Great follow up! I had this discussion in the back of my mind while riding around there so I may be slightly inflating. I certainly did not carry a pen and paper to tally helmet vs. not! :) 

I'm in Krakow now and I'd say 1 out of 7 or 8 are wearing a helmet. 

I also completely forgot to mention that I did not wear a helmet in Copenhagen while I wear one in Chicago about 95% of the time during summer and 100% of the time during winter. 

I spent the summer riding around another "bike friendly" North American city- Montreal, and Id say more than 1/2 of the riders wore a helmet, even when they were clearly commuting (in dresses, business suits).

perhaps it is just a North American thing.

Personally, my helmet use is really tied to the weather. I typically put on a helmet at the same time I put my rain /snow gear in my bag- 

(hypocritically, I also NEVER let my kids ride without a helmet)

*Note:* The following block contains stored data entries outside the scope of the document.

// Copyright 2026 the Strata Authors
// SPDX-License-Identifier: Apache-2.0 OR MIT

//! Scene lifecycle state machine.
//!
//! ```text
//!   Created ──setup──► Inactive ◄──suspend── Active ◄──end── Started
//!                          │                  ▲  │             ▲
//!                          └─────activate─────┘  └────start────┘
//! ```
//!
//! `suspend` is also accepted from `Started` so a host can background the
//! app while a scene is the foreground transition target. `setup` may be
//! repeated after the first call (e.g. to rebuild resources); it then leaves
//! the state unchanged.
//!
//! The state belongs to the scene as a whole. Containers do not fan these
//! transitions out to their children.

use core::fmt;

/// Where a scene is in its lifecycle.
#[derive(Clone, Copy, Debug, Default, PartialEq, Eq, Hash)]
pub enum LifecycleState {
    /// Constructed, not yet set up.
    #[default]
    Created,
    /// Set up, not receiving frames.
    Inactive,
    /// Receiving frames, not the foreground transition target.
    Active,
    /// Active and fully transitioned in.
    Started,
}

/// A request to move between [`LifecycleState`]s.
#[derive(Clone, Copy, Debug, PartialEq, Eq, Hash)]
pub enum Transition {
    /// Initial (or repeated) setup.
    Setup,
    /// Become active.
    Activate,
    /// Stop receiving frames.
    Suspend,
    /// Scene switch into this scene finished.
    Start,
    /// Scene switch away from this scene began.
    End,
}

impl Transition {
    /// Returns the state reached by applying `self` in `from`, or `None` if
    /// the transition is not allowed there.
    #[must_use]
    pub const fn target(self, from: LifecycleState) -> Option<LifecycleState> {
        use LifecycleState::{Active, Created, Inactive, Started};
        match (self, from) {
            (Self::Setup, Created) => Some(Inactive),
            (Self::Setup, other) => Some(other),
            (Self::Activate, Inactive) => Some(Active),
            (Self::Suspend, Active | Started) => Some(Inactive),
            (Self::Start, Active) => Some(Started),
            (Self::End, Started) => Some(Active),
            _ => None,
        }
    }
}

/// A transition was requested in a state that does not allow it.
#[derive(Clone, Copy, Debug, PartialEq, Eq, Hash)]
pub struct InvalidTransition {
    /// State at the time of the request (unchanged).
    pub from: LifecycleState,
    /// The rejected transition.
    pub transition: Transition,
}

impl fmt::Display for InvalidTransition {
    fn fmt(&self, f: &mut fmt::Formatter<'_>) -> fmt::Result {
        write!(f, "cannot apply {:?} in state {:?}", self.transition, self.from)
    }
}

impl core::error::Error for InvalidTransition {}

/// Tracks the current [`LifecycleState`].
#[derive(Clone, Copy, Debug, Default, PartialEq, Eq)]
pub struct Lifecycle {
    state: LifecycleState,
}

impl Lifecycle {
    /// Creates a state machine in [`LifecycleState::Created`].
    #[must_use]
    pub const fn new() -> Self {
        Self {
            state: LifecycleState::Created,
        }
    }

    /// Returns the current state.
    #[inline]
    #[must_use]
    pub const fn state(&self) -> LifecycleState {
        self.state
    }

    /// Applies `transition`, returning the new state.
    ///
    /// On error the state is left untouched.
    pub fn apply(&mut self, transition: Transition) -> Result<LifecycleState, InvalidTransition> {
        match transition.target(self.state) {
            Some(next) => {
                self.state = next;
                Ok(next)
            }
            None => Err(InvalidTransition {
                from: self.state,
                transition,
            }),
        }
    }
}

#[cfg(test)]
mod tests {
    use super::*;

    #[test]
    fn full_cycle() {
        let mut lc = Lifecycle::new();
        assert_eq!(lc.apply(Transition::Setup), Ok(LifecycleState::Inactive));
        assert_eq!(lc.apply(Transition::Activate), Ok(LifecycleState::Active));
        assert_eq!(lc.apply(Transition::Start), Ok(LifecycleState::Started));
        assert_eq!(lc.apply(Transition::End), Ok(LifecycleState::Active));
        assert_eq!(lc.apply(Transition::Suspend), Ok(LifecycleState::Inactive));
    }

    #[test]
    fn activate_before_setup_is_rejected() {
        let mut lc = Lifecycle::new();
        let err = lc.apply(Transition::Activate).unwrap_err();
        assert_eq!(err.from, LifecycleState::Created);
        assert_eq!(err.transition, Transition::Activate);
        assert_eq!(lc.state(), LifecycleState::Created);
    }

    #[test]
    fn suspend_from_started_goes_inactive() {
        let mut lc = Lifecycle::new();
        lc.apply(Transition::Setup).unwrap();
        lc.apply(Transition::Activate).unwrap();
        lc.apply(Transition::Start).unwrap();
        assert_eq!(lc.apply(Transition::Suspend), Ok(LifecycleState::Inactive));
    }

    #[test]
    fn repeated_setup_keeps_state() {
        let mut lc = Lifecycle::new();
        lc.apply(Transition::Setup).unwrap();
        lc.apply(Transition::Activate).unwrap();
        assert_eq!(lc.apply(Transition::Setup), Ok(LifecycleState::Active));
    }

    #[test]
    fn start_requires_active() {
        let mut lc = Lifecycle::new();
        lc.apply(Transition::Setup).unwrap();
        assert!(lc.apply(Transition::Start).is_err());
        assert!(lc.apply(Transition::End).is_err());
        assert_eq!(lc.state(), LifecycleState::Inactive);
    }
}
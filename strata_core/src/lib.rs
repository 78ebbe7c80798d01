// Copyright 2026 the Strata Authors
// SPDX-License-Identifier: Apache-2.0 OR MIT

//! Retained-mode scene containers for interactive rendering.
//!
//! `strata_core` provides the two composition primitives a game- or
//! app-style frame loop is built from: a keyed [`Scene`](scene::Scene) of
//! full-surface layers, and an ordered [`ViewGroup`](view::ViewGroup) of
//! views that nests into trees. It is `no_std` compatible (with `alloc`) and
//! single-threaded: containers own their children outright and drop them
//! synchronously.
//!
//! # Architecture
//!
//! A host drives one scene with platform callbacks; the scene fans each call
//! out to its layers, and a layer may in turn own a view tree:
//!
//! ```text
//!   Host (platform callbacks)
//!       │  setup / resize / step / touch / back key / lifecycle
//!       ▼
//!   Scene ──► Layer (id 0) ──► ViewGroup ──► View, ViewGroup ──► ...
//!         ──► Layer (id 1)
//!         ──► Layer (id 2)
//!
//!   fan-out:  bottom ──► top      touch:  top ──► bottom, first consumer wins
//! ```
//!
//! **[`scene`]** — [`Scene`](scene::Scene) and the [`Layer`](scene::Layer)
//! trait. Layers are keyed by `i32`; adding under an occupied id replaces
//! (and drops) the previous layer.
//!
//! **[`view`]** — [`ViewGroup`](view::ViewGroup) and the
//! [`View`](view::View) trait. Views are drawn in insertion order and found
//! by user id or user object.
//!
//! **[`lifecycle`]** — the activation state machine a scene tracks for
//! itself.
//!
//! **[`touch`]** — the [`TouchEvent`](touch::TouchEvent) both containers
//! dispatch.
//!
//! **[`deferred`]** — queues for structural changes requested from inside a
//! traversal.
//!
//! **[`trace`]** — [`TraceSink`](trace::TraceSink) trait and event types,
//! with a zero-overhead [`Tracer`](trace::Tracer) wrapper.
//!
//! **[`error`]** — [`SceneError`](error::SceneError).
//!
//! # Crate features
//!
//! - `std` (disabled by default): Enables `std` support in dependencies.
//! - `trace` (disabled by default): Enables `Tracer` method bodies (one branch
//!   per call site).

#![no_std]
#![cfg_attr(docsrs, feature(doc_auto_cfg))]

extern crate alloc;

pub mod deferred;
pub mod error;
pub mod lifecycle;
pub mod scene;
pub mod touch;
pub mod trace;
pub mod view;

Great topic.  On any days that I've taken to counting Americans with and without helmets, it's about a 50% split.  So the suggestion that all Americans feel the need to wear helmets is a misnomer.

As bikes were pinched out of American road infrastructure by the car industry (and advocates), we're still a relatively new phenomenon to modern times and are trying to make transgresses out of space that drivers have owned for many decades.  I think helmets have become an added safety precaution to account for sharing space with distracted drivers and swifter speeds by all.  I always wear a helmet while commuting on my bikes or on group rides.  Interestingly enough, I tend to not wear a helmet when I Divvy.  I think because I'm mentally in more of a cruise mode.  Those bikes have a wider berth, move more slowly and I'm more upright.  Someone hypothesized that cars may drive more safely around bikers without helmets.  I'd be curious to know if that's been substantiated.

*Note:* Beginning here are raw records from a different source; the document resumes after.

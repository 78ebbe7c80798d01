// Copyright 2026 the Strata Authors
// SPDX-License-Identifier: Apache-2.0 OR MIT

//! View identity types.

use alloc::rc::Rc;
use core::any::Any;
use core::fmt;

/// Identifies one insertion into a [`ViewGroup`](super::ViewGroup).
///
/// Handles are issued by [`add_view`](super::ViewGroup::add_view) and are
/// unique within the issuing group; a handle is never reused, so a handle to
/// a removed view simply no longer matches anything.
#[derive(Clone, Copy, PartialEq, Eq, PartialOrd, Ord, Hash)]
pub struct ViewHandle(pub(crate) u64);

impl ViewHandle {
    /// Returns the raw serial (for diagnostics only).
    #[inline]
    #[must_use]
    pub const fn serial(self) -> u64 {
        self.0
    }
}

impl fmt::Debug for ViewHandle {
    fn fmt(&self, f: &mut fmt::Formatter<'_>) -> fmt::Result {
        write!(f, "ViewHandle({})", self.0)
    }
}

/// Opaque user payload attached to a view for lookup.
///
/// Without a comparator, two payloads are equal only if they are the same
/// allocation.
pub type UserObj = Rc<dyn Any>;

/// Custom payload equality: `compare(wanted, candidate)`.
pub type CompareFn = dyn Fn(&UserObj, &UserObj) -> bool;

/// Returns whether `candidate` matches `wanted` under `compare`, falling
/// back to identity when no comparator is given.
#[must_use]
pub fn user_obj_matches(
    wanted: &UserObj,
    candidate: Option<&UserObj>,
    compare: Option<&CompareFn>,
) -> bool {
    let Some(candidate) = candidate else {
        return false;
    };
    match compare {
        Some(compare) => compare(wanted, candidate),
        None => Rc::ptr_eq(wanted, candidate),
    }
}
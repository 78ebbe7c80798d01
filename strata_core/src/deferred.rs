// Copyright 2026 the Strata Authors
// SPDX-License-Identifier: Apache-2.0 OR MIT

//! Deferred structural changes.
//!
//! A child cannot reach its parent container while the parent is walking its
//! children; the parent holds the only `&mut` to it. Children that need to
//! add or remove siblings (e.g. a layer that dismisses itself on touch)
//! instead push a command into a [`DeferredQueue`] handed to them by the
//! host. The container drains the queue once the current fan-out has
//! returned, so a traversal never observes a change in its own child list.
//!
//! Applying a command can drop a child, and a child's `Drop` may queue more
//! commands. Draining therefore repeats until the queue is empty, but stops
//! after [`MAX_DRAIN_PASSES`] passes; anything still pending waits for the
//! next drain. A child whose `Drop` queues a replacement of itself every time
//! would otherwise keep the container busy forever.
//!
//! Dropping a container discards whatever is still queued, so a pending
//! child holding a handle to the queue does not keep it alive.

use alloc::rc::Rc;
use alloc::vec::Vec;
use core::cell::RefCell;
use core::fmt;

/// Upper bound on the number of batches a single drain applies.
pub const MAX_DRAIN_PASSES: usize = 64;

/// A shared, single-threaded command buffer.
///
/// Cloning produces another handle to the same buffer.
pub struct DeferredQueue<C> {
    inner: Rc<RefCell<Vec<C>>>,
}

impl<C> DeferredQueue<C> {
    /// Creates an empty queue.
    #[must_use]
    pub fn new() -> Self {
        Self {
            inner: Rc::new(RefCell::new(Vec::new())),
        }
    }

    /// Appends a command to be applied after the current traversal.
    pub fn push(&self, command: C) {
        self.inner.borrow_mut().push(command);
    }

    /// Returns the number of pending commands.
    #[must_use]
    pub fn len(&self) -> usize {
        self.inner.borrow().len()
    }

    /// Returns whether no commands are pending.
    #[must_use]
    pub fn is_empty(&self) -> bool {
        self.inner.borrow().is_empty()
    }

    /// Removes and returns all pending commands in push order.
    pub(crate) fn take(&self) -> Vec<C> {
        core::mem::take(&mut *self.inner.borrow_mut())
    }

    /// Drops pending commands without applying them.
    ///
    /// Commands queued while dropping are discarded too, up to
    /// [`MAX_DRAIN_PASSES`] batches.
    pub(crate) fn discard(&self) {
        for _ in 0..MAX_DRAIN_PASSES {
            let batch = self.take();
            if batch.is_empty() {
                return;
            }
            drop(batch);
        }
    }
}

impl<C> Clone for DeferredQueue<C> {
    fn clone(&self) -> Self {
        Self {
            inner: Rc::clone(&self.inner),
        }
    }
}

impl<C> Default for DeferredQueue<C> {
    fn default() -> Self {
        Self::new()
    }
}

impl<C> fmt::Debug for DeferredQueue<C> {
    fn fmt(&self, f: &mut fmt::Formatter<'_>) -> fmt::Result {
        f.debug_struct("DeferredQueue")
            .field("pending", &self.len())
            .finish_non_exhaustive()
    }
}

#[cfg(test)]
mod tests {
    use alloc::vec;

    use super::*;

    #[test]
    fn clones_share_the_buffer() {
        let queue = DeferredQueue::new();
        let handle = queue.clone();
        handle.push(1);
        handle.push(2);
        assert_eq!(queue.len(), 2);
        assert_eq!(queue.take(), vec![1, 2]);
        assert!(handle.is_empty());
    }

    struct Requeue {
        queue: DeferredQueue<Requeue>,
        drops: Rc<core::cell::Cell<usize>>,
    }

    impl Drop for Requeue {
        fn drop(&mut self) {
            self.drops.set(self.drops.get() + 1);
            self.queue.push(Requeue {
                queue: self.queue.clone(),
                drops: self.drops.clone(),
            });
        }
    }

    #[test]
    fn discard_is_bounded_when_drops_requeue() {
        let queue = DeferredQueue::new();
        let drops = Rc::new(core::cell::Cell::new(0));
        queue.push(Requeue {
            queue: queue.clone(),
            drops: drops.clone(),
        });

        queue.discard();
        assert_eq!(drops.get(), MAX_DRAIN_PASSES);
        assert_eq!(queue.len(), 1, "the last replacement stays queued");
    }
}
// Copyright 2026 the Strata Authors
// SPDX-License-Identifier: Apache-2.0 OR MIT

//! Ordered view container.
//!
//! A *view* is a drawable, touchable unit with a user id and an optional
//! opaque user object used for lookup. A [`ViewGroup`] owns an ordered list
//! of views and is itself a [`View`], so groups nest.
//!
//! - **Draw order** — insertion order, back-to-front: later views paint over
//!   earlier ones.
//! - **Touch order** — the reverse: the frontmost view is asked first and
//!   the first consumer ends dispatch.
//! - **Lookup** — [`find_view_by_id`](View::find_view_by_id) and
//!   [`find_view_by_user_obj`](View::find_view_by_user_obj) check a group's
//!   direct children before descending into nested groups.

mod group;
mod id;

use kurbo::Affine;

pub use group::{ViewCommand, ViewGroup};
pub use id::{CompareFn, UserObj, ViewHandle, user_obj_matches};

use crate::touch::TouchEvent;

/// Per-frame animation state applied while drawing.
///
/// The owner advances the animation; views only read it. A group forwards
/// the animation it is drawn with to each child, so a group-level animation
/// moves or fades the whole subtree.
pub trait Animation {
    /// Transform to apply on top of the view's own placement.
    fn transform(&self) -> Affine {
        Affine::IDENTITY
    }

    /// Opacity multiplier in `0.0..=1.0`.
    fn opacity(&self) -> f32 {
        1.0
    }
}

/// Upcasts a concrete view to `dyn View`.
///
/// Implemented for every sized [`View`]; it exists so default methods on
/// `View` can return `self` as a trait object.
pub trait AsView {
    /// Returns `self` as a view trait object.
    fn as_view(&self) -> &dyn View;

    /// Returns `self` as a mutable view trait object.
    fn as_view_mut(&mut self) -> &mut dyn View;
}

impl<T: View> AsView for T {
    fn as_view(&self) -> &dyn View {
        self
    }

    fn as_view_mut(&mut self) -> &mut dyn View {
        self
    }
}

/// A drawable, touchable unit owned by a [`ViewGroup`].
pub trait View: AsView {
    /// The user-assigned id used by [`find_view_by_id`](Self::find_view_by_id).
    fn user_id(&self) -> i32;

    /// The user object used by [`find_view_by_user_obj`](Self::find_view_by_user_obj).
    fn user_obj(&self) -> Option<&UserObj> {
        None
    }

    /// Draws one frame. `dt` is the time since the previous draw in seconds.
    fn draw(&mut self, dt: f64, animation: Option<&dyn Animation>);

    /// Offers a touch event. Return `true` to consume it.
    fn on_touch(&mut self, event: &TouchEvent) -> bool {
        _ = event;
        false
    }

    /// Finds the view with user id `id` in this subtree.
    ///
    /// A leaf matches only itself.
    fn find_view_by_id(&self, id: i32) -> Option<&dyn View> {
        (self.user_id() == id).then(|| self.as_view())
    }

    /// Mutable counterpart of [`find_view_by_id`](Self::find_view_by_id).
    fn find_view_by_id_mut(&mut self, id: i32) -> Option<&mut dyn View> {
        if self.user_id() == id {
            Some(self.as_view_mut())
        } else {
            None
        }
    }

    /// Finds the view whose user object matches `wanted` in this subtree.
    ///
    /// With `compare` set, a candidate matches when
    /// `compare(wanted, candidate)` is true; otherwise it must be the same
    /// allocation.
    fn find_view_by_user_obj(
        &self,
        wanted: &UserObj,
        compare: Option<&CompareFn>,
    ) -> Option<&dyn View> {
        user_obj_matches(wanted, self.user_obj(), compare).then(|| self.as_view())
    }
}
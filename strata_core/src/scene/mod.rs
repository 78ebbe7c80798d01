// Copyright 2026 the Strata Authors
// SPDX-License-Identifier: Apache-2.0 OR MIT

//! Keyed layer container.
//!
//! A [`Scene`] exclusively owns a set of [`Layer`]s, each stored under an
//! integer id. The scene:
//!
//! - **Owns** — adding under an occupied id drops the previous layer before
//!   storing the new one; removing or clearing drops synchronously.
//! - **Fans out** — `setup`, `resize`, `step`, and `on_context_changed` reach
//!   every layer bottom-to-top in the configured [`StackingOrder`].
//! - **Dispatches touches** — top-to-bottom; the first layer that consumes
//!   the event ends the walk.
//! - **Tracks its lifecycle** — activation state belongs to the scene as a
//!   whole and is not forwarded to layers (see [`lifecycle`](crate::lifecycle)).

mod config;
mod container;
mod layer;

pub use config::{SceneConfig, StackingOrder};
pub use container::Scene;
pub use layer::{Layer, LayerCommand};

I ride safely, but others do not; I can control what I do but not what other drivers and riders do which is why I always wear a helmet.

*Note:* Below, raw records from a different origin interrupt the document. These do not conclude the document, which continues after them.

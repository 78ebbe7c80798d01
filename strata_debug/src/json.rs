// Copyright 2026 the Strata Authors
// SPDX-License-Identifier: Apache-2.0 OR MIT

//! JSON exporter.
//!
//! [`export`] reads recorded bytes from a [`RecorderSink`](super::recorder::RecorderSink)
//! and writes [Chrome Trace Event Format][format] JSON to the given writer.
//!
//! Scene events carry no clock, so each record's position in the recording is
//! used as its timestamp: the viewer shows the session as an evenly spaced
//! sequence of instant events.
//!
//! [format]: https://docs.google.com/document/d/1CvAClvFfyA5R-PhYUmn5OOQtYMH4h6I0nSsKchNAySU

use std::io::{self, Write};

use serde_json::{Value, json};

use strata_core::trace::LayerChange;

use crate::recorder::{RecordedEvent, decode};

/// Exports recorded events as Chrome Trace Event Format JSON.
///
/// The output is a complete JSON array of trace event objects, suitable for
/// loading into `chrome://tracing` or [Perfetto](https://ui.perfetto.dev/).
pub fn export(bytes: &[u8], writer: &mut dyn Write) -> io::Result<()> {
    let events: Vec<Value> = decode(bytes)
        .enumerate()
        .map(|(seq, recorded)| {
            let (cat, args) = describe(&recorded);
            json!({
                "ph": "i",
                "name": recorded.name(),
                "cat": cat,
                "ts": seq,
                "pid": 0,
                "tid": 0,
                "s": "t",
                "args": args,
            })
        })
        .collect();

    serde_json::to_writer_pretty(writer, &events)?;
    Ok(())
}

fn describe(recorded: &RecordedEvent) -> (&'static str, Value) {
    match recorded {
        RecordedEvent::Setup(e) => (
            "Lifecycle",
            json!({
                "layer_count": e.layer_count,
                "state": format!("{:?}", e.state),
            }),
        ),
        RecordedEvent::Transition(e) => (
            "Lifecycle",
            json!({
                "transition": format!("{:?}", e.transition),
                "from": format!("{:?}", e.from),
                "to": e.to.map(|s| format!("{s:?}")),
            }),
        ),
        RecordedEvent::Resize(e) => (
            "Surface",
            json!({
                "width": e.width,
                "height": e.height,
                "aspect": e.aspect,
            }),
        ),
        RecordedEvent::ContextChanged(e) => (
            "Surface",
            json!({
                "layer_count": e.layer_count,
            }),
        ),
        RecordedEvent::LayerChange(e) => {
            let (change, id, dropped) = match e.change {
                LayerChange::Added(id) => ("added", Some(id), None),
                LayerChange::Replaced(id) => ("replaced", Some(id), None),
                LayerChange::Removed(id) => ("removed", Some(id), None),
                LayerChange::Cleared { dropped } => ("cleared", None, Some(dropped)),
            };
            (
                "Layers",
                json!({
                    "change": change,
                    "id": id,
                    "dropped": dropped,
                    "layer_count": e.layer_count,
                }),
            )
        }
        RecordedEvent::Deferred(e) => (
            "Layers",
            json!({
                "applied": e.applied,
            }),
        ),
        RecordedEvent::Touch(e) => (
            "Input",
            json!({
                "pointer": e.pointer.0,
                "phase": format!("{:?}", e.phase),
                "x": e.position.x,
                "y": e.position.y,
                "visited": e.visited,
                "handled_by": e.handled_by,
            }),
        ),
        RecordedEvent::BackKey(e) => (
            "Input",
            json!({
                "handled": e.handled,
            }),
        ),
    }
}
// Copyright 2026 the Strata Authors
// SPDX-License-Identifier: Apache-2.0 OR MIT

//! The layer capability.

use alloc::boxed::Box;
use core::fmt;

use crate::touch::TouchEvent;

/// A top-level update/render unit owned by a [`Scene`](super::Scene).
///
/// Only [`render`](Self::render) is required; every other hook defaults to
/// doing nothing (or, for [`on_touch`](Self::on_touch), to declining the
/// event).
pub trait Layer {
    /// Builds resources. Called when the owning scene is set up.
    fn setup(&mut self) {}

    /// The drawable surface changed shape; `aspect` is width / height.
    fn resize(&mut self, aspect: f32) {
        _ = aspect;
    }

    /// Advances and renders one frame.
    ///
    /// `dt` is the elapsed time in seconds, or `0.0` while
    /// [`is_paused`](Self::is_paused) is true.
    fn render(&mut self, dt: f32);

    /// The graphics context was recreated; cached GPU resources are gone.
    fn on_context_changed(&mut self) {}

    /// Offers a touch event. Return `true` to consume it, which stops
    /// dispatch to the layers below.
    fn on_touch(&mut self, event: &TouchEvent) -> bool {
        _ = event;
        false
    }

    /// Whether time is frozen for this layer.
    fn is_paused(&self) -> bool {
        false
    }
}

/// A structural change to a scene, queued from inside a traversal.
///
/// See [`deferred`](crate::deferred).
pub enum LayerCommand {
    /// Insert (or replace) a layer under the id.
    Add(i32, Box<dyn Layer>),
    /// Drop the layer under the id, if any.
    Remove(i32),
    /// Drop every layer.
    Clear,
}

impl fmt::Debug for LayerCommand {
    fn fmt(&self, f: &mut fmt::Formatter<'_>) -> fmt::Result {
        match self {
            Self::Add(id, _) => f.debug_tuple("Add").field(id).finish_non_exhaustive(),
            Self::Remove(id) => f.debug_tuple("Remove").field(id).finish(),
            Self::Clear => f.write_str("Clear"),
        }
    }
}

Consider what happens to your head at 19 miles per hour when a driver or rider does something stupid and you crash ....

I never did like watermelon.

Definitely personal preference when it comes to this, I always wear my helmet. I am lucky to report my worst bike accident to date involved me and a pothole the size of the grand canyon that I wasn't able to avoid, fell off my bike, and hit my noggin. Luckily, said noggin was in a helmet and I had no serious damage besides a raging headache. Sometimes it's unavoidable - so I prefer to be prepared. 

I am guilty of occasionally catcalling dudes on bikes with a "You'd be sexier with a helmet!" comment. Because I like brainzzzzz.

I would either be dead or have suffered major brain injury if I had not been using a helmet while riding my bike. Once I hit something on a dark unlit highway and broke my collar bone and in the other instance I was struck by a car and was knocked 50 feet across the intersection (when I hit the pavement I could hear my helmet scrapping on the asphalt). If someone does not want to wear a helmet, so be it, but I can guarantee that after they fall and injure their head they will run  (if they're able) to the buy a helmet.

In some of the less affluent countries, people are just busy trying to survive; they don't have time nor money for all that fuss. And maybe the other people are less precious with themselves than Americans. Also, there Is more of a biking culture, with the wider lanes and greater masses of riders. - My comment probably should have gone in the main thread, oh well. But I liked your Michael Moore quote. - This didn't end up under that anyhow.